It’s hard to believe that six months have passed since the animals and I moved into the rig. Here’s an update on Boss Tweed.
Before our major life change, when in the carrier in the car, Boss Man would cry the entire way. I wasn’t sure if he was crying because of the movement of the vehicle, or because he knew he was going to the vet.
Boss Tweed adjusted immediately to life inside Nellie. He acclimated quickly to using a top – loading litter box (which is now in the bedroom instead of behind the passenger seat).
He lounged on every surface and slept soundly.
His favorite place was (and is) in the sun in his bed on the dash. On rainy days I love watching him chase raindrops down the windshield.
After we all moved into Nellie, I waited 10 days before driving the rig. I wanted Boss and Olive to adjust to the motor home first, without having to tackle motion too. For the maiden voyage I had to decide between allowing Boss Tweed to roam free, versus putting him in the carrier. On one hand, it might be safer for him and for me if he was in a carrier. On the other hand, I did not want him to equate the movement of our new home with an impending vet appointment. Can you imagine going through life, thinking every time you drove down the road that you were on your way to the doctor?
I decided no carrier. It was only the third of fourth time I had driven the rig, so I was nervous enough already. Boss Man tried to get under my feet by the pedals.
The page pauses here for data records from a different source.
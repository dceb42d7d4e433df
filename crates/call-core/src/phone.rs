//! Phone instance: shared configuration, event bus and collaborators
//!
//! A [`Phone`] is cheap to clone. Every call it creates captures the same
//! frozen [`CallConfig`], publishes on the same [`EventBus`] and carries the
//! phone's id as the leading argument of its notifications.
//!
//! # Examples
//!
//! ```rust
//! use softphone_call_core::{CallConfig, Phone};
//!
//! let phone = Phone::builder()
//!     .config(CallConfig::new().with_start_muted(true, false))
//!     .with_call_list(true)
//!     .build();
//!
//! let call = phone.create_call(None);
//! assert!(!call.is_primary());
//! assert!(phone.call_list().unwrap().switch_to(call.id()));
//! assert!(call.is_primary());
//! ```

use std::sync::{Arc, Weak};

use uuid::Uuid;

use crate::call::Call;
use crate::config::CallConfig;
use crate::events::{CallEvent, Channel, EventBus, Notification};
use crate::providers::Collaborators;
use crate::registry::CallList;
use crate::session::SignalingSession;

/// Builder for [`Phone`]
#[derive(Debug, Default)]
pub struct PhoneBuilder {
    config: CallConfig,
    collaborators: Collaborators,
    call_list: bool,
}

impl PhoneBuilder {
    pub fn new() -> Self {
        Self::default()
    }

    pub fn config(mut self, config: CallConfig) -> Self {
        self.config = config;
        self
    }

    pub fn collaborators(mut self, collaborators: Collaborators) -> Self {
        self.collaborators = collaborators;
        self
    }

    /// Attach a [`CallList`]; calls then no longer promote themselves on creation
    pub fn with_call_list(mut self, enabled: bool) -> Self {
        self.call_list = enabled;
        self
    }

    pub fn build(self) -> Phone {
        let config = self.config.effective(self.collaborators.mixer.is_some());
        let bus = EventBus::new();

        let call_list = self.call_list.then(|| {
            let list = Arc::new(CallList::new());
            let registry: Weak<CallList> = Arc::downgrade(&list);
            bus.subscribe(Arc::new(move |notification: &Notification| {
                if notification.channel == Channel::Call && notification.event == CallEvent::Terminated {
                    if let Some(list) = registry.upgrade() {
                        list.remove(&notification.call_id);
                    }
                }
            }));
            list
        });

        let phone = Phone {
            id: Uuid::new_v4(),
            config: Arc::new(config),
            bus,
            collaborators: self.collaborators,
            call_list,
        };
        tracing::info!(phone_id = %phone.id, call_list = phone.call_list.is_some(), "Phone created");
        phone
    }
}

/// Library instance owning the shared call context
#[derive(Clone)]
pub struct Phone {
    id: Uuid,
    config: Arc<CallConfig>,
    bus: EventBus,
    collaborators: Collaborators,
    call_list: Option<Arc<CallList>>,
}

impl Phone {
    pub fn builder() -> PhoneBuilder {
        PhoneBuilder::new()
    }

    pub fn id(&self) -> Uuid {
        self.id
    }

    pub fn config(&self) -> &CallConfig {
        &self.config
    }

    pub fn bus(&self) -> &EventBus {
        &self.bus
    }

    pub fn collaborators(&self) -> &Collaborators {
        &self.collaborators
    }

    pub fn call_list(&self) -> Option<&Arc<CallList>> {
        self.call_list.as_ref()
    }

    /// Create a call for `session`, or a standalone placeholder without one.
    ///
    /// Without a call list the new call promotes itself; with one it is
    /// registered and waits to be switched to.
    pub fn create_call(&self, session: Option<Arc<dyn SignalingSession>>) -> Arc<Call> {
        let call = Call::create(
            self.id,
            Arc::clone(&self.config),
            self.bus.clone(),
            self.collaborators.clone(),
            session,
            self.call_list.is_none(),
        );

        if let Some(list) = &self.call_list {
            list.add(Arc::clone(&call));
        }
        call
    }
}

impl std::fmt::Debug for Phone {
    fn fmt(&self, f: &mut std::fmt::Formatter<'_>) -> std::fmt::Result {
        f.debug_struct("Phone")
            .field("id", &self.id)
            .field("config", &self.config)
            .field("collaborators", &self.collaborators)
            .field("call_list", &self.call_list.is_some())
            .finish()
    }
}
I gave him such a swift kick that he has never tried it again!
On the first four or five trips, Boss caterwauled the entire time. On a three-hour drive, he cried so long and so hard and so loudly that his little feline voice was hoarse by the time we arrived at our destination.
As time went on, Tweedie Pie stopped caterwauling. But, he continued to hide under the pillows on the bed as we traveled. Then, over time, he began riding on the sofa.
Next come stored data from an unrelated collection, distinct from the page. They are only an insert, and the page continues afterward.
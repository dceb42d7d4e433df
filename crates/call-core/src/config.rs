//! Call configuration
//!
//! [`CallConfig`] is read from TOML (a string or a file) with every field
//! optional. A [`Phone`](crate::Phone) freezes its configuration at build
//! time and resolves options that depend on the attached collaborators.

use std::path::Path;

use serde::{Deserialize, Serialize};

use crate::error::{CallError, CallResult};

/// What a bound key does when pressed on the primary call
#[derive(Debug, Clone, Copy, PartialEq, Eq, Serialize, Deserialize)]
#[serde(rename_all = "snake_case")]
pub enum KeyAction {
    /// Key down flips the mute state, key up flips it back
    PushToTalk,
    /// Key is bound but does nothing
    Nothing,
}

/// A single key binding
#[derive(Debug, Clone, Serialize, Deserialize)]
#[serde(default)]
pub struct KeyBinding {
    pub enabled: bool,
    pub action: KeyAction,
}

impl Default for KeyBinding {
    fn default() -> Self {
        Self {
            enabled: true,
            action: KeyAction::PushToTalk,
        }
    }
}

/// Key bindings honoured while a call is primary
#[derive(Debug, Clone, Default, Serialize, Deserialize)]
#[serde(default)]
pub struct KeyBindings {
    pub spacebar: KeyBinding,
}

/// Call behaviour options, captured by every call at construction
#[derive(Debug, Clone, Serialize, Deserialize)]
#[serde(default)]
pub struct CallConfig {
    /// Route remote audio through the audio-mixing provider instead of the sinks
    pub use_audio_context: bool,
    /// React to key events while primary
    pub global_key_shortcuts: bool,
    /// Mute outbound audio once the session starts connecting
    pub start_with_audio_muted: bool,
    /// Mute outbound video once the session starts connecting
    pub start_with_video_muted: bool,
    /// Key bindings
    pub keys: KeyBindings,
    /// Advertised in the `User-Agent` header when accepting a session
    pub user_agent: Option<String>,
}

impl CallConfig {
    /// Create a new call configuration with defaults
    pub fn new() -> Self {
        Self {
            use_audio_context: false,
            global_key_shortcuts: true,
            start_with_audio_muted: false,
            start_with_video_muted: false,
            keys: KeyBindings::default(),
            user_agent: None,
        }
    }

    /// Parse a configuration from TOML; missing fields take their defaults
    pub fn from_toml_str(source: &str) -> CallResult<Self> {
        toml::from_str(source).map_err(|e| CallError::InvalidConfiguration {
            reason: e.to_string(),
        })
    }

    /// Load a configuration from a TOML file
    pub fn from_file(path: impl AsRef<Path>) -> CallResult<Self> {
        let path = path.as_ref();
        let source = std::fs::read_to_string(path).map_err(|e| CallError::ConfigurationIo {
            reason: format!("{}: {}", path.display(), e),
        })?;
        Self::from_toml_str(&source)
    }

    /// Resolve options that depend on which collaborators exist.
    ///
    /// The audio context can only be used when an audio-mixing provider is attached.
    pub fn effective(mut self, has_mixer: bool) -> Self {
        self.use_audio_context = self.use_audio_context && has_mixer;
        self
    }

    pub fn with_audio_context(mut self, enabled: bool) -> Self {
        self.use_audio_context = enabled;
        self
    }

    pub fn with_key_shortcuts(mut self, enabled: bool) -> Self {
        self.global_key_shortcuts = enabled;
        self
    }

    pub fn with_start_muted(mut self, audio: bool, video: bool) -> Self {
        self.start_with_audio_muted = audio;
        self.start_with_video_muted = video;
        self
    }

    pub fn with_user_agent(mut self, user_agent: impl Into<String>) -> Self {
        self.user_agent = Some(user_agent.into());
        self
    }

    pub fn with_spacebar(mut self, binding: KeyBinding) -> Self {
        self.keys.spacebar = binding;
        self
    }
}

impl Default for CallConfig {
    fn default() -> Self {
        Self::new()
    }
}

#[cfg(test)]
mod tests {
    use super::*;

    #[test]
    fn test_defaults() {
        let config = CallConfig::default();
        assert!(!config.use_audio_context);
        assert!(config.global_key_shortcuts);
        assert!(!config.start_with_audio_muted);
        assert!(!config.start_with_video_muted);
        assert!(config.keys.spacebar.enabled);
        assert_eq!(config.keys.spacebar.action, KeyAction::PushToTalk);
        assert_eq!(config.user_agent, None);
    }

    #[test]
    fn test_partial_toml() {
        let config = CallConfig::from_toml_str(
            r#"
            start_with_audio_muted = true
            user_agent = "Softphone/1.0"

            [keys.spacebar]
            enabled = false
            "#,
        )
        .unwrap();

        assert!(config.start_with_audio_muted);
        assert!(!config.start_with_video_muted);
        assert_eq!(config.user_agent.as_deref(), Some("Softphone/1.0"));
        assert!(config.global_key_shortcuts);
        assert!(!config.keys.spacebar.enabled);
        assert_eq!(config.keys.spacebar.action, KeyAction::PushToTalk);
    }

    #[test]
    fn test_invalid_toml() {
        let result = CallConfig::from_toml_str("use_audio_context = \"yes\"");
        assert!(matches!(result, Err(CallError::InvalidConfiguration { .. })));
    }

    #[test]
    fn test_missing_file() {
        let result = CallConfig::from_file("/nonexistent/call.toml");
        assert!(matches!(result, Err(CallError::ConfigurationIo { .. })));
    }

    #[test]
    fn test_audio_context_requires_mixer() {
        let config = CallConfig::new().with_audio_context(true);
        assert!(!config.clone().effective(false).use_audio_context);
        assert!(config.effective(true).use_audio_context);
    }
}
I knew we were getting somewhere when he sat next to my driver’s chair on the rug. Every once in a while he would jump up on the dash to lay in his bed. But, the moment he saw that big world whizzing by, he jumped right down again.
Then, somewhere on Route 66, the miraculous occurred. Boss jumped up on the dash, looked around for a few minutes, then laid in his bed, his back to the scenery.
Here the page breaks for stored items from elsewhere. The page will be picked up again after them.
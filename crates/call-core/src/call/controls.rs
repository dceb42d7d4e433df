//! Call control operations: answer, terminate, hold, mute, transfer, DTMF,
//! volume and outbound track management

use crate::config::KeyAction;
use crate::events::CallEvent;
use crate::media::{MediaKind, TrackRef};
use crate::providers::{DeviceInfo, TransferTarget, VolumeChannel, VolumeOptions};
use crate::session::{AnswerOptions, DtmfOptions, MuteOptions, ALLOW_HEADER};

use super::{Call, KeyEvent, KeyPhase};

impl Call {
    /// Accept the session.
    ///
    /// Local capture is started through the device provider first; if that
    /// fails `answer.failed` is published and the call stays as it was.
    pub async fn answer(&self) {
        let Some(session) = self.session() else {
            return;
        };
        if session.is_established() {
            tracing::debug!(call_id = %self.id, "Answer ignored, session already established");
            return;
        }

        let mut options = AnswerOptions::default();
        if let Some(devices) = self.collaborators.devices.clone() {
            let tracks = match devices.start_streams(self.id.as_str()).await {
                Ok(tracks) => tracks,
                Err(e) => {
                    tracing::warn!(call_id = %self.id, error = %e, "Could not start local media, answer aborted");
                    self.emit(CallEvent::AnswerFailed { error: e });
                    return;
                }
            };

            if !self.is_alive() {
                tracing::warn!(call_id = %self.id, "Call ended while acquiring media, dropping answer");
                for track in &tracks {
                    track.stop();
                }
                return;
            }

            options.media = tracks;
            options.extra_headers.push(ALLOW_HEADER.to_string());
            if let Some(user_agent) = &self.config.user_agent {
                options.extra_headers.push(format!("User-Agent: {}", user_agent));
            }
        }

        session.answer(options);
        tracing::info!(call_id = %self.id, "Call answered");
        self.emit(CallEvent::Answered);
    }

    /// Hang up when established, cancel otherwise
    pub fn terminate(&self) {
        if self.is_established() {
            self.hangup();
        } else {
            self.cancel();
        }
    }

    pub fn cancel(&self) {
        if let Some(session) = self.session() {
            tracing::info!(call_id = %self.id, "Cancelling call");
            session.terminate();
        }
    }

    pub fn hangup(&self) {
        if let Some(session) = self.session() {
            tracing::info!(call_id = %self.id, "Hanging up call");
            session.terminate();
        }
    }

    /// Decline an incoming session
    pub fn reject(&self) {
        if let Some(session) = self.session() {
            tracing::info!(call_id = %self.id, "Rejecting call");
            session.terminate();
            self.emit(CallEvent::Rejected);
        }
    }

    pub fn hold(&self) {
        if let Some(session) = self.session() {
            session.hold();
        }
    }

    /// Resume from hold; the transport may have swapped tracks, so streams are re-synchronized
    pub fn unhold(&self) {
        if let Some(session) = self.session() {
            session.unhold();
            self.sync_streams();
        }
    }

    pub fn mute(&self, options: MuteOptions) {
        if let Some(session) = self.session() {
            session.mute(options);
        }
    }

    pub fn unmute(&self, options: MuteOptions) {
        if let Some(session) = self.session() {
            session.unmute(options);
        }
    }

    /// Renegotiate media; only while established and not held
    pub fn renegotiate(&self) {
        let Some(session) = self.session() else {
            return;
        };
        if !session.is_established() || session.hold_status().is_held() {
            tracing::debug!(call_id = %self.id, "Renegotiation skipped, call not active");
            return;
        }

        session.renegotiate();
        self.sync_streams();
        self.emit(CallEvent::Renegotiated);
    }

    /// Two-phase transfer.
    ///
    /// Without a target and outside a transfer, the call starts collecting
    /// one (holding itself when `auto_hold`). With a target, or when called
    /// again while collecting, the transfer is carried out: another live call
    /// gives an attended transfer, an address a blind one. The collected
    /// target is taken from the transfer-target source when none is given.
    pub fn transfer(&self, target: Option<TransferTarget>, auto_hold: bool) {
        let Some(session) = self.session() else {
            return;
        };

        let collecting = self.is_in_transfer();
        if !collecting && target.is_none() {
            self.state.lock().in_transfer = true;
            if auto_hold {
                self.hold();
            }
            tracing::info!(call_id = %self.id, "Collecting transfer target");
            self.emit(CallEvent::TransferCollecting);
            return;
        }

        self.state.lock().in_transfer = false;

        let target = target.or_else(|| {
            self.collaborators
                .targets
                .as_ref()
                .and_then(|targets| targets.take_target())
        });

        match target {
            Some(TransferTarget::Call(other)) => {
                let replaces = other
                    .session()
                    .filter(|_| other.id != self.id && !other.is_terminated());
                match replaces {
                    Some(replaces) => {
                        let address = replaces.remote_identity().uri;
                        tracing::info!(call_id = %self.id, replaces = %other.id, target = %address, "Attended transfer");
                        session.refer(&address, Some(replaces));
                        self.emit(CallEvent::TransferComplete {
                            target: other.id.clone(),
                        });
                    }
                    None => self.fail_transfer(Some(other.id.to_string()), auto_hold),
                }
            }
            Some(TransferTarget::Address(address)) if !address.trim().is_empty() => {
                tracing::info!(call_id = %self.id, target = %address, "Blind transfer");
                session.refer(&address, None);
                self.emit(CallEvent::TransferStarted { target: address });
            }
            _ => self.fail_transfer(None, auto_hold),
        }
    }

    fn fail_transfer(&self, target: Option<String>, auto_hold: bool) {
        tracing::warn!(call_id = %self.id, target = ?target, "Transfer failed, no usable target");
        if auto_hold {
            self.unhold();
        }
        self.emit(CallEvent::TransferFailed { target });
    }

    pub fn send_dtmf(&self, signal: &str, options: DtmfOptions) {
        if let Some(session) = self.session() {
            session.send_dtmf(signal, &options);
            self.emit(CallEvent::DtmfSent {
                signal: signal.to_string(),
                options,
            });
        }
    }

    /// Apply a playback volume to the remote sinks.
    ///
    /// Without an explicit volume, the mixer's remote channel (relative to
    /// master) is used. The value is clamped to `[0, 1]`.
    pub fn change_volume(&self, volume: Option<f64>, kind: Option<MediaKind>) {
        let volume = volume.or_else(|| {
            self.collaborators.mixer.as_ref().and_then(|mixer| {
                mixer.volume(VolumeChannel::Remote, VolumeOptions::default())
            })
        });

        let Some(volume) = volume.filter(|volume| !volume.is_nan()) else {
            return;
        };

        self.set_remote_volume(volume.clamp(0.0, 1.0), kind);
    }

    /// Swap the outbound track of the same kind, or add it when no sender carries that kind.
    ///
    /// Skipped silently when the transport is closed.
    pub async fn replace_sender_track(&self, track: TrackRef) {
        let Some(transport) = self.session().and_then(|session| session.transport()) else {
            return;
        };
        if transport.is_closed() {
            tracing::debug!(call_id = %self.id, "Transport closed, not replacing sender track");
            return;
        }

        let kind = track.kind();
        let sender = transport
            .senders()
            .into_iter()
            .find(|sender| sender.track().is_some_and(|current| current.kind() == kind));

        let result = match sender {
            Some(sender) => sender.replace_track(track).await,
            None => transport.add_track(track),
        };

        if let Err(e) = result {
            tracing::warn!(call_id = %self.id, kind = %kind, error = %e, "Sender track not replaced");
            self.emit(CallEvent::Error { error: e });
            return;
        }

        if !self.is_alive() {
            tracing::warn!(call_id = %self.id, "Call ended while replacing sender track, skipping renegotiation");
            return;
        }

        self.renegotiate();
    }

    /// Remove the outbound sender carrying `kind`
    pub fn remove_sender_track(&self, kind: MediaKind) {
        let Some(transport) = self.session().and_then(|session| session.transport()) else {
            return;
        };
        if transport.is_closed() {
            tracing::debug!(call_id = %self.id, "Transport closed, not removing sender track");
            return;
        }

        let Some(sender) = transport
            .senders()
            .into_iter()
            .find(|sender| sender.track().is_some_and(|current| current.kind() == kind))
        else {
            return;
        };

        if let Err(e) = transport.remove_sender(&sender.id()) {
            tracing::warn!(call_id = %self.id, kind = %kind, error = %e, "Sender not removed");
            self.emit(CallEvent::Error { error: e });
            return;
        }

        self.renegotiate();
    }

    /// The selected capture microphone changed; `None` means it went away
    pub async fn on_audio_input_changed(&self, track: Option<TrackRef>) {
        if !self.has_session() {
            return;
        }
        match track {
            Some(track) => self.replace_sender_track(track).await,
            None => self.remove_sender_track(MediaKind::Audio),
        }
    }

    /// The selected camera changed
    pub async fn on_video_input_changed(&self, track: Option<TrackRef>) {
        if let (true, Some(track)) = (self.has_session(), track) {
            self.replace_sender_track(track).await;
        }
    }

    /// Route remote playback to a new output device
    pub fn on_audio_output_changed(&self, device: &DeviceInfo) {
        let errors = self
            .state
            .lock()
            .group_mut(crate::media::StreamGroupKind::Remote)
            .sinks
            .set_output_device(device);

        for error in errors {
            self.emit(CallEvent::Error { error });
        }
    }

    /// Master or remote mixer volume changed
    pub fn on_volume_changed(&self) {
        self.change_volume(None, None);
    }

    /// Handle a global key shortcut. Returns whether the event was consumed.
    pub fn handle_key(&self, event: &KeyEvent) -> bool {
        if !self.config.global_key_shortcuts
            || !self.has_session()
            || !event.on_document_body
            || event.repeat
            || !self.is_primary()
        {
            return false;
        }

        let binding = match event.key.as_str() {
            " " => &self.config.keys.spacebar,
            _ => return false,
        };
        if !binding.enabled {
            return false;
        }

        match binding.action {
            KeyAction::PushToTalk => self.push_to_talk(event.phase),
            KeyAction::Nothing => {}
        }
        true
    }

    fn push_to_talk(&self, phase: KeyPhase) {
        let unmute = match phase {
            KeyPhase::Down => {
                let muted = self.is_muted();
                self.state.lock().mute_hint = muted;
                muted
            }
            KeyPhase::Up => !self.state.lock().mute_hint,
        };

        if unmute {
            self.unmute(MuteOptions::ALL);
        } else {
            self.mute(MuteOptions::ALL);
        }
    }
}

#[cfg(test)]
mod tests {
    use std::sync::Arc;

    use tracing_test::traced_test;

    use crate::memory::{MemorySession, MemoryTrack, MemoryTransport, RecordingListener, SessionOp};
    use crate::session::Originator;
    use crate::Phone;

    fn established(phone: &Phone) -> (Arc<super::Call>, Arc<MemorySession>) {
        let session = Arc::new(MemorySession::outgoing("1002"));
        session.set_established(true);
        let call = phone.create_call(Some(session.clone()));
        (call, session)
    }

    #[test]
    #[traced_test]
    fn test_failed_transfer_is_logged() {
        let phone = Phone::builder().build();
        let (call, _session) = established(&phone);

        call.transfer(None, false);
        call.transfer(None, false);

        assert!(logs_contain("Collecting transfer target"));
        assert!(logs_contain("Transfer failed"));
    }

    #[test]
    #[traced_test]
    fn test_renegotiation_skipped_while_held() {
        let phone = Phone::builder().build();
        let (call, session) = established(&phone);

        call.hold();
        call.renegotiate();

        assert_eq!(session.count(|op| *op == SessionOp::Renegotiate), 0);
        assert!(logs_contain("Renegotiation skipped"));
    }

    #[tokio::test]
    #[traced_test]
    async fn test_replacement_after_end_skips_renegotiation() {
        let phone = Phone::builder().build();
        let transport = MemoryTransport::new();
        let session = Arc::new(MemorySession::outgoing("1002").with_transport(transport.clone()));
        session.set_established(true);
        let call = phone.create_call(Some(session.clone()));
        let sender = transport.add_sender(MemoryTrack::audio("mic-1"));
        sender.gate_replace();

        let replace = call.replace_sender_track(MemoryTrack::audio("mic-2"));
        let end = async {
            call.handle_session_event(session.end(Originator::Local));
            sender.release();
        };
        // the replacement is pending on the sender when the session ends
        tokio::join!(replace, end);

        assert!(logs_contain("Call ended while replacing sender track"));
        assert_eq!(session.count(|op| *op == SessionOp::Renegotiate), 0);
    }

    #[test]
    fn test_volume_without_mixer_is_ignored() {
        let phone = Phone::builder().build();
        let recorder = RecordingListener::attach(phone.bus());
        let call = phone.create_call(None);
        recorder.clear();

        call.change_volume(None, None);
        call.on_volume_changed();

        assert!(recorder.names().is_empty());
    }
}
Each time we go out now, he lingers a little longer, face forward, before he turns his back on all that movement.
Boss gets attention everywhere we go. He holds court in the front window at RV parks, gas stations, and ferry terminals, and he plays with anyone who traces a hand on the windshield from the outside. Every visitor is greeted and welcomed by his squeaky door hinge meow.
He loves on everyone; here he is on my friend’s lap on a trip to Oregon.
You may recall I was considering putting Boss on a leash to take him outside. I decided not to do that. If Boss gets out, it increases his desire to go out. It is difficult for me to stop him when I open the door from the outside, as he leaps from the top step before I can grab him. I have a fear that he will jump out at a truck stop or parking lot somewhere and get run over. The longer he does not go out, the less he tries to do so.
Endearing and yet annoying at the same time, Big Boss has figured out how to get me up in the morning so he can get fed. He paws at the roller shades on each side of the bed, by my head, until they roll up with a thwap! and the sun comes shining in. That little shit! I build a pillow fortress each night at the head of the bed and lean them against the shades to thwart him, but he still manages to roll up at least one shade every morning.
Boss Tweed brings so much joy and happiness to my life, and I’m fantastically relieved that he has made the transition and considers Nellie his home.